I wish I had more time to truly unpack this.  Firstly, I had no opportunity to reflect on what he said and to come back with my own theories.  Secondly, the advise is coming from someone who holds (loosely) Roman Catholic theology on sexual deviance and even a prohibition of masturbation.  He was a contributing factor to the many years I fought and fought to eliminate masturbation, as it was a "sin" and was not how God intended his creatures to sexually express themselves, that sex is only permissible within the institution of marriage.  I do not proscribe to this strict interpretation  and I must say that Brother #2 does not fully either, but he comes from this line of thinking.  Thirdly, Brother #2 is not a trained sexual psychologist, but rather was a philosophy major who turned into an attorney.    He is applying his knowledge and simply hoping that is works, like giving up smoking.  The cold turkey concept.  I am sure, if given an opportunity, he would refine his advice, especially if he knew the specifics of my sexual story line, but in my heart of hearts, I am convinced he would not alter his advice remarkably.  I asked for specific application for what I do on Day 1, when I want to masturbate, and he told me, rather meekly I may add, to think of a girl that I like and had excited me, that she would accept me for who I am, in a easy going flirtatious manner, like that was all it took to turn me.  I fear that to change me would take much more than that!

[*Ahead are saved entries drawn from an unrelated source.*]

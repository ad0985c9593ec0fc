use crate::{TransportError, TurnRequest, TurnStream};

/// A type that carries conversation turns to an assistant backend and
/// hands back the chunk stream of each reply.
///
/// Adapters should behave like stateless objects, any two turns opened
/// through the same adapter must not affect each other.
pub trait TransportAdapter: Send + Sync {
    /// The error type that may be returned by this adapter.
    type Error: TransportError;

    /// The chunk stream type of this adapter.
    type Stream: TurnStream<Error = Self::Error>;

    /// Opens one turn: submits the request and resolves with the
    /// stream of reply chunks.
    ///
    /// The returned future must not borrow from the adapter so that
    /// callers can drive it independently of the adapter's lifetime.
    fn open_turn(
        &self,
        req: &TurnRequest,
    ) -> impl Future<Output = Result<Self::Stream, Self::Error>> + Send + 'static;
}
use std::error::Error;
use std::fmt;

/// A type of error which can be returned whenever messages are sent to
/// an actor whose mailbox has been closed.
pub struct MailboxClosed;

impl fmt::Debug for MailboxClosed {
    fn fmt(&self, f: &mut fmt::Formatter<'_>) -> fmt::Result {
        f.debug_struct("MailboxClosed").finish()
    }
}

impl fmt::Display for MailboxClosed {
    fn fmt(&self, f: &mut fmt::Formatter<'_>) -> fmt::Result {
        "the actor mailbox has been closed".fmt(f)
    }
}

impl Error for MailboxClosed {}

/// The error type for [`crate::Actor::call`].
#[derive(Debug, Clone, Copy, PartialEq, Eq)]
pub enum CallError {
    /// The actor mailbox has been closed; the message was never
    /// delivered.
    Closed,
    /// The message was delivered, but its handler dropped the reply
    /// channel without answering.
    DroppedReply,
}

impl fmt::Display for CallError {
    fn fmt(&self, f: &mut fmt::Formatter<'_>) -> fmt::Result {
        match self {
            CallError::Closed => "the actor mailbox has been closed".fmt(f),
            CallError::DroppedReply => {
                "the handler dropped the reply channel".fmt(f)
            }
        }
    }
}

impl Error for CallError {}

As I have read up on fetishism, I have come across a general consensus that it is "normal"  variant of sexuality.  I think where the issue comes into play is if the addiction becomes compulsive and chronic in the sense that is harms the individual or prevents him or her from intimacy or even basic social  needs and interactions.  In these cases, they are sexually frustrated because their fetish is never enough to satisfy the need and urges they have, thus perpetuating an addiction state.  These cases need treatment.

As much as I care for brother #2, I will proceed with brother #1's advice.  I don't think I have the will power or even the desire to turn completely away from my many fetishes, they have become so much a part of who I am since I was 15 years old, I'm now in my mid 30's.  I will admit though, that I think my fetishes are conditioned on exposure.  I will make attempts, even though I have no desire to, to masturbate to women or, at minimum, guys who are geared up with women, no more gay porn.  I could feel myself turning slowly away from my disgust of anal sex from the volume of it that I was seeing on gay porn, fetish based, websites.  This concerns me because I do see that is crossing a line, delving even deeper into the dark world of fetishism and homo eroticism.

My plan (for now) is to pull away from fetishism slowly.  I will be more intentional about what I look at and will seek out porn that meets brother #1's criteria.  I will commit to do this for a month, just to see if I sense any changes in my sexuality.  I will certainly update this blog as this progresses.

Finally, I know that this blog is read by people curious in whatever I have to say, I see that in the viewership stats.  So please do not hesitate to comment on what I write, as I do want other's advise on these issues.  Please no flaming, that's just not cool.